オプションとして、キー・バリュー型の設定パラメータ(Properties)をアプリケーションに追加できます。これらの設定パラメータはアプリケーションの中で読み込むことが出来るので、デプロイのタイミングでカスタマイズ設定を加えることができます。

モニタリングの設定では、デフォルトのメトリクスを残しています。Amazon CloudWatchへのログ出力を、Errorレベルのみ有効化しています。



ka-configure-monitoring.png



コンソール上で作成されたIAMロールに、Kinesis Data Analyticsアプリケーションが入力ストリームと出力ストリームに読み書きするための権限を追加するのを忘れないようにして下さい。今回の場合は、TextInputStreamとWordCountOutputStreamに対してです。

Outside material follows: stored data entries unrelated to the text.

//! End-to-end tests of the acquisition pipeline against the mock analyzer.

use std::path::Path;
use std::time::Duration;
use sweep_daq::{
    data::{ledger::SUMMARY_HEADER, CsvSweepStore, SummaryLedger},
    instrument::{mock::MockProbe, MockAnalyzer},
    pipeline::{Orchestrator, OrchestratorState, RunReport},
};
use tempfile::TempDir;

/// Runs the pipeline until the mock has been triggered `polls` times, then stops it.
async fn run_for_polls(dir: &Path, analyzer: MockAnalyzer, polls: usize) -> (RunReport, MockProbe) {
    let probe = analyzer.probe();
    let store = CsvSweepStore::new(dir).expect("output dir");
    let ledger = SummaryLedger::open(dir.join("summary.csv")).expect("summary log");
    let orchestrator =
        Orchestrator::with_timing(Duration::from_millis(10), Duration::from_millis(50));
    let stop = orchestrator.stop_signal();

    let run = tokio::spawn(orchestrator.run(Box::new(analyzer), Box::new(store), ledger));
    while probe.triggers() < polls {
        tokio::time::sleep(Duration::from_millis(2)).await;
    }
    stop.request_stop();

    let report = tokio::time::timeout(Duration::from_secs(10), run)
        .await
        .expect("pipeline shut down")
        .expect("orchestrator task");
    (report, probe)
}

fn summary_rows(dir: &Path) -> Vec<Vec<String>> {
    let mut reader = csv::Reader::from_path(dir.join("summary.csv")).expect("summary readable");
    let headers = reader.headers().expect("header row").clone();
    assert_eq!(headers.iter().collect::<Vec<_>>(), SUMMARY_HEADER);
    reader
        .records()
        .map(|r| r.expect("summary row").iter().map(str::to_string).collect())
        .collect()
}

/// Reconstructs the raw record identifier from a summary row.
fn record_id(row: &[String]) -> String {
    let stamp = row[0].replace('-', "").replace(':', "").replace(' ', "_");
    let frequency: f64 = row[3].parse().expect("frequency column");
    format!("{stamp}_{}Hz", frequency.round() as i64)
}

#[tokio::test]
async fn test_every_acquired_sweep_is_recorded() {
    let dir = TempDir::new().unwrap();
    let (report, probe) = run_for_polls(dir.path(), MockAnalyzer::new().with_points(51), 5).await;

    assert_eq!(report.final_state, OrchestratorState::Closed);
    assert!(probe.closed());
    assert!(report.acquisition.sweeps_acquired >= 5);
    assert_eq!(
        report.recording.sweeps_dequeued,
        report.acquisition.sweeps_acquired
    );
    assert_eq!(report.recording.persistence_failures(), 0);
    assert_eq!(report.undrained, 0);

    let rows = summary_rows(dir.path());
    assert_eq!(rows.len() as u64, report.acquisition.sweeps_acquired);

    let counts: Vec<u64> = rows.iter().map(|r| r[1].parse().unwrap()).collect();
    let expected: Vec<u64> = (1..=rows.len() as u64).collect();
    assert_eq!(counts, expected);

    // First read is the baseline
    assert_eq!(rows[0][4], "0.00");
    assert_eq!(rows[0][5], "0.00");

    for row in &rows {
        let path = dir.path().join(format!("{}.csv", record_id(row)));
        assert!(path.exists(), "missing raw record {}", path.display());
    }
}

#[tokio::test]
async fn test_failed_polls_are_skipped_not_fatal() {
    let dir = TempDir::new().unwrap();
    let analyzer = MockAnalyzer::new()
        .with_points(21)
        .fail_trigger_on([1])
        .fail_read_on([3]);
    let (report, _probe) = run_for_polls(dir.path(), analyzer, 6).await;

    assert_eq!(report.acquisition.polls_failed, 2);
    assert_eq!(
        report.acquisition.sweeps_acquired,
        report.acquisition.polls - 2
    );
    assert!(!report.worker_fault);

    // Read counts stay consecutive across the skipped polls
    let rows = summary_rows(dir.path());
    let counts: Vec<u64> = rows.iter().map(|r| r[1].parse().unwrap()).collect();
    let expected: Vec<u64> = (1..=rows.len() as u64).collect();
    assert_eq!(counts, expected);
}

#[tokio::test]
async fn test_sweep_in_flight_at_stop_is_recorded() {
    let dir = TempDir::new().unwrap();
    let analyzer = MockAnalyzer::new()
        .with_points(11)
        .with_sweep_time(Duration::from_millis(150));
    let probe = analyzer.probe();
    let store = CsvSweepStore::new(dir.path()).unwrap();
    let ledger = SummaryLedger::open(dir.path().join("summary.csv")).unwrap();
    let orchestrator =
        Orchestrator::with_timing(Duration::from_secs(3600), Duration::from_millis(20));
    let stop = orchestrator.stop_signal();

    let run = tokio::spawn(orchestrator.run(Box::new(analyzer), Box::new(store), ledger));
    while probe.triggers() < 1 {
        tokio::time::sleep(Duration::from_millis(1)).await;
    }
    // The first sweep is still being measured
    stop.request_stop();

    let report = run.await.unwrap();
    assert_eq!(report.acquisition.sweeps_acquired, 1);
    assert_eq!(report.recording.sweeps_recorded, 1);
    assert_eq!(summary_rows(dir.path()).len(), 1);
}

#[tokio::test]
async fn test_restart_appends_to_existing_summary() {
    let dir = TempDir::new().unwrap();
    run_for_polls(dir.path(), MockAnalyzer::new().with_points(11), 2).await;
    let first_run = summary_rows(dir.path()).len();

    run_for_polls(dir.path(), MockAnalyzer::new().with_points(11), 2).await;
    let rows = summary_rows(dir.path());
    assert!(rows.len() > first_run);

    // Counting and the baseline restart with each run; the header is not repeated
    assert_eq!(rows[first_run][1], "1");
    assert_eq!(rows[first_run][4], "0.00");
    let text = std::fs::read_to_string(dir.path().join("summary.csv")).unwrap();
    assert_eq!(text.matches("Timestamp,ReadCount").count(), 1);
}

ここまでくれば、”Run”ボタンからアプリケーションを起動できます。アプリケーションが起動されたら、準備していたスクリプトを使用してテキスト(今回はAmazon Kinesisプラットフォームの説明文を使用することにします)を入力ストリームに送信します。

$ python put_records.py TextInputStream 
Amazon Kinesis makes it easy to collect, process, and analyze real-time, streaming data... 
アプリケーションの構成は、コンソール上のApplication Graphと呼ばれる演算子と中間結果からなるデータフローを視覚的に表現する場所に表示されます(より複雑なアプリケーションや、複数のストリームを扱うようなアプリケーションでは、さらに興味深いグラフになるでしょう)。



ka-graph.png



出力ストリームを読み取るために、Pythonで書かれたLambda関数を使用します。ここでは、Kinesis Record Aggregation & Deaggregation Modules for AWS Lambdaを使用して、Amazon Kinesis Producer Library (KPL) によって集約されたレコードを自動的に”集約解除”します。
期待していた通り、CloudWatch Logsのコンソールに単語とその出現回数が出力され、5秒おきにLambda関数によって更新されます。



ka-results.png



価格と可用性

Amazon Kinesis Data Analytics for Javaでは、使用した分だけの料金がかかります。料金体系は、Amazon Kinesis Data Analytics for SQLと似ていますが、少しだけ違いがあります。

Javaアプリケーションでは、アプリケーションごとにAmazon Kinesis Processing Unit (KPU) が一つだけ追加で課金されます。このKPUはアプリケーションのオーケストレーションに使用されます。Javaアプリケーションでは、起動しているアプリケーションのストレージと耐久性を持たせるためのバックアップに対しても料金が発生します。アプリケーションのストレージは、Amazon Kinesis Data Analyticsがステートフルな処理を行うために使用され、GB-月あたりで課金されます。耐久性を持たせるためのバックアップはオプションであり、アプリケーションのポイントインタイムリカバリに使用され、GB-月あたりで課金されます。

例えば、米国東部(バージニア北部)リージョンでは、1KPUが1時間あたり$0.11の価格で、起動しているアプリケーションのストレージ(GB-月あたり$0.10)と、耐久性を持たせるためのバックアップ(GB-月あたり$0.023)にも料金が発生します。

今すぐ利用可能

Amazon Kinesis Data Analytics for Javaは、米国東部(バージニア北部)、米国西部(オレゴン)、EU(アイルランド)の各リージョンで、本日2018年11月27日からご利用頂けます。

私は、Amazon Kinesis Data AnalyticsがJavaをサポートすることで可能になるストリーム処理の表面をなぞったにすぎませんが、これは新しいユースケースを可能にするパワフルなツールだと思っています。Amazon Kinesis Data Analytics for Javaを使って皆さんが構築したいことを、是非教えてください!